A day on the swamp.
This was, by far, the most entertaining excursion yet. I had picked up their brochure in one of those brochure cases at the community building, and it sounded intriguing, so I called for info. At the time I called, there were no trips booked – they needed more than one person - so I gave them my info and which days I would prefer. As luck would have it, they called me Saturday morning to let me know they had a trip scheduled that same afternoon. So away I went.
If anybody’s looking on a map, it was on Lake Kissimmee, about 40 miles directly south of Orlando.
Once again, I’ll let the pictures do most of the talking (okay everyone, let’s breathe a collective sigh of relief!). HOWEVER, I’ll just try to bullet the main points of interest, as best as my memory will allow. What set this tour aside from the others is that it is actually narrated, and is more informative than just a boat ride. We all wore head sets, and had a walkie talkie with microphone with which we could ask questions.
• Lake Kissimmee is over 36,000 acres, but is no more than 12 feet.
• Our 90 minute tour would take us across waters that would range from 2” to 3 feet deep.
• The airboat we were riding in has no reverse, and no neutral. Of course, here’s where the guide tells us that if we fall off, just stand up, because of the water depth.
• The water level in the lake is actually controlled by flood/water gates, and the highest the lake would ever be is about 1 ½ feet higher than it was today.
• As you look at the pictures, the lake bottom is mushy where you see lily pads, and more sandy where you see the grasses.
• We did see an eagles nest, with Momma present, but it was a ways away.
• According to the guide, the only place that has more eagles than here is Alaska. Whether that’s true or not, I have no idea.
• Obviously, one of the main tour attractions are the gators, of which there are a million and a half in this lake. We toured only a small portion of the edge of the lake, and saw several – both adults and babies.

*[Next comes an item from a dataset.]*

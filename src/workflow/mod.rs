pub mod apply_flow;
pub mod job_ctx;

pub use apply_flow::ApplyFlow;
pub use job_ctx::JobCtx;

• The largest we saw was “Bubba” – about 16 feet long. The smallest were the babies – about 18”.
• An adult gator has a vertical jump reach of 6 feet, and it can run up to 35 mph.

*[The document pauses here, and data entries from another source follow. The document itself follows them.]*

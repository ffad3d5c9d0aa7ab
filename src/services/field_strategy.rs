//! 填表策略 - 业务能力层
//!
//! 每个平台一张声明式的 选择器 → 取值函数 表，外加通用兜底表

use crate::models::{CandidateProfile, JobDescriptor, PlatformVariant};
use crate::services::cover_letter;

/// 字段取值函数，返回 `None` 表示资料里没有这个值
pub type ValueFn = fn(&CandidateProfile, &JobDescriptor) -> Option<String>;

/// 字段类型
#[derive(Debug, Clone, Copy, PartialEq, Eq)]
pub enum FieldKind {
    Text,
    /// 文件字段走上传，不能赋值
    File,
}

/// 单个字段的声明
#[derive(Clone, Copy)]
pub struct FieldSpec {
    pub name: &'static str,
    pub selector: &'static str,
    pub kind: FieldKind,
    pub value: ValueFn,
}

impl std::fmt::Debug for FieldSpec {
    fn fmt(&self, f: &mut std::fmt::Formatter<'_>) -> std::fmt::Result {
        f.debug_struct("FieldSpec")
            .field("name", &self.name)
            .field("selector", &self.selector)
            .field("kind", &self.kind)
            .finish()
    }
}

/// 有序的字段表
pub type FieldMap = [FieldSpec];

/// 一个平台的完整策略
#[derive(Debug, Clone, Copy)]
pub struct PlatformStrategy {
    pub variant: PlatformVariant,
    /// 表单容器，等待时间较长
    pub form_selector: &'static str,
    pub submit_selector: &'static str,
    pub fields: &'static FieldMap,
}

const APPLICATION_FORM: &str = r#"form[data-testid="application-form"]"#;
const SUBMIT_BUTTON: &str = r#"button[type="submit"]"#;

fn first_name(p: &CandidateProfile, _: &JobDescriptor) -> Option<String> {
    non_empty(&p.first_name)
}

fn last_name(p: &CandidateProfile, _: &JobDescriptor) -> Option<String> {
    non_empty(&p.last_name)
}

fn full_name(p: &CandidateProfile, _: &JobDescriptor) -> Option<String> {
    non_empty(&p.full_name())
}

fn email(p: &CandidateProfile, _: &JobDescriptor) -> Option<String> {
    non_empty(&p.email)
}

fn phone(p: &CandidateProfile, _: &JobDescriptor) -> Option<String> {
    non_empty(&p.phone)
}

fn cover_letter(p: &CandidateProfile, job: &JobDescriptor) -> Option<String> {
    Some(cover_letter::render(job, p))
}

fn resume(p: &CandidateProfile, _: &JobDescriptor) -> Option<String> {
    p.resume_reference.as_deref().and_then(non_empty)
}

fn non_empty(s: &str) -> Option<String> {
    let trimmed = s.trim();
    (!trimmed.is_empty()).then(|| trimmed.to_string())
}

static ASHBY_FIELDS: [FieldSpec; 6] = [
    FieldSpec { name: "first_name", selector: r#"input[name="firstName"]"#, kind: FieldKind::Text, value: first_name },
    FieldSpec { name: "last_name", selector: r#"input[name="lastName"]"#, kind: FieldKind::Text, value: last_name },
    FieldSpec { name: "email", selector: r#"input[name="email"]"#, kind: FieldKind::Text, value: email },
    FieldSpec { name: "phone", selector: r#"input[name="phone"]"#, kind: FieldKind::Text, value: phone },
    FieldSpec { name: "cover_letter", selector: r#"textarea[name="coverLetter"]"#, kind: FieldKind::Text, value: cover_letter },
    FieldSpec { name: "resume", selector: r#"input[type="file"]"#, kind: FieldKind::File, value: resume },
];

static GREENHOUSE_FIELDS: [FieldSpec; 6] = [
    FieldSpec { name: "first_name", selector: r#"input[name="first_name"]"#, kind: FieldKind::Text, value: first_name },
    FieldSpec { name: "last_name", selector: r#"input[name="last_name"]"#, kind: FieldKind::Text, value: last_name },
    FieldSpec { name: "email", selector: r#"input[name="email"]"#, kind: FieldKind::Text, value: email },
    FieldSpec { name: "phone", selector: r#"input[name="phone"]"#, kind: FieldKind::Text, value: phone },
    FieldSpec { name: "cover_letter", selector: r#"textarea[name="cover_letter"]"#, kind: FieldKind::Text, value: cover_letter },
    FieldSpec { name: "resume", selector: r#"input[name="resume"]"#, kind: FieldKind::File, value: resume },
];

static LEVER_FIELDS: [FieldSpec; 6] = [
    FieldSpec { name: "first_name", selector: r#"input[name="firstName"]"#, kind: FieldKind::Text, value: first_name },
    FieldSpec { name: "last_name", selector: r#"input[name="lastName"]"#, kind: FieldKind::Text, value: last_name },
    FieldSpec { name: "email", selector: r#"input[name="email"]"#, kind: FieldKind::Text, value: email },
    FieldSpec { name: "phone", selector: r#"input[name="phone"]"#, kind: FieldKind::Text, value: phone },
    FieldSpec { name: "cover_letter", selector: r#"textarea[name="coverLetter"]"#, kind: FieldKind::Text, value: cover_letter },
    FieldSpec { name: "resume", selector: r#"input[name="resume"]"#, kind: FieldKind::File, value: resume },
];

/// 通用字段：跨平台都可能出现的输入框
static COMMON_FIELDS: [FieldSpec; 4] = [
    FieldSpec { name: "email", selector: r#"input[type="email"]"#, kind: FieldKind::Text, value: email },
    FieldSpec { name: "phone", selector: r#"input[type="tel"]"#, kind: FieldKind::Text, value: phone },
    FieldSpec { name: "full_name", selector: r#"input[placeholder*="name" i]"#, kind: FieldKind::Text, value: full_name },
    FieldSpec { name: "email", selector: r#"input[placeholder*="email" i]"#, kind: FieldKind::Text, value: email },
];

static ASHBY: PlatformStrategy = PlatformStrategy {
    variant: PlatformVariant::Ashby,
    form_selector: APPLICATION_FORM,
    submit_selector: SUBMIT_BUTTON,
    fields: &ASHBY_FIELDS,
};

static GREENHOUSE: PlatformStrategy = PlatformStrategy {
    variant: PlatformVariant::Greenhouse,
    form_selector: APPLICATION_FORM,
    submit_selector: SUBMIT_BUTTON,
    fields: &GREENHOUSE_FIELDS,
};

static LEVER: PlatformStrategy = PlatformStrategy {
    variant: PlatformVariant::Lever,
    form_selector: APPLICATION_FORM,
    submit_selector: SUBMIT_BUTTON,
    fields: &LEVER_FIELDS,
};

static GENERIC: PlatformStrategy = PlatformStrategy {
    variant: PlatformVariant::Unknown,
    form_selector: "form",
    submit_selector: SUBMIT_BUTTON,
    fields: &COMMON_FIELDS,
};

/// 策略表：平台 → 策略，未知平台返回通用兜底策略
pub fn strategy_for(variant: PlatformVariant) -> &'static PlatformStrategy {
    match variant {
        PlatformVariant::Ashby => &ASHBY,
        PlatformVariant::Greenhouse => &GREENHOUSE,
        PlatformVariant::Lever => &LEVER,
        PlatformVariant::Unknown => &GENERIC,
    }
}

/// 通用字段表
pub fn common_fields() -> &'static FieldMap {
    &COMMON_FIELDS
}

• In terms of their eating habits, a gator swallows their food whole, while a crocodile chews his.
• This lake only has gators. The crocs are down in the Everglades.
• A Momma gator will have a batch of up to 30 little gators at a time. But only about 1 in 10 will survive – primarily due to natural predators.
• We were able to see a number of adult gators on the tour; however, during the summer months, the large male gators go to the center of the lake where it is cooler, leaving the momma behind to take care of the nest.
• We were all surprised to learn that there are swamp rabbits out here – see photo. There was hardly any land out there, but there they were. Apparently, these guys do swim.
• In addition to the gators, we saw several species of ducks and waterfowl, a Sandhill crane (and nest), a snake, fish and swamp turtles.
• All new gators come into the world during the first 2 weeks of September, and momma only has a 2 month gestation period.
Again, what was nice about this tour, was that we really took our time going along the edge of the lake, and were actually looking for wildlife, rather than just zooming through it. When we got to “Bubba”, we stopped there for about 10 minutes with the engine off, just listening, looking and chatting about things on the swamp – all the while keeping an eye on “Bubba”.
There were also RV camping spots at this location, so if anyone ever wants to go there…………..And it is a premier bass fishing lake.
And yes, I would recommend this to anyone.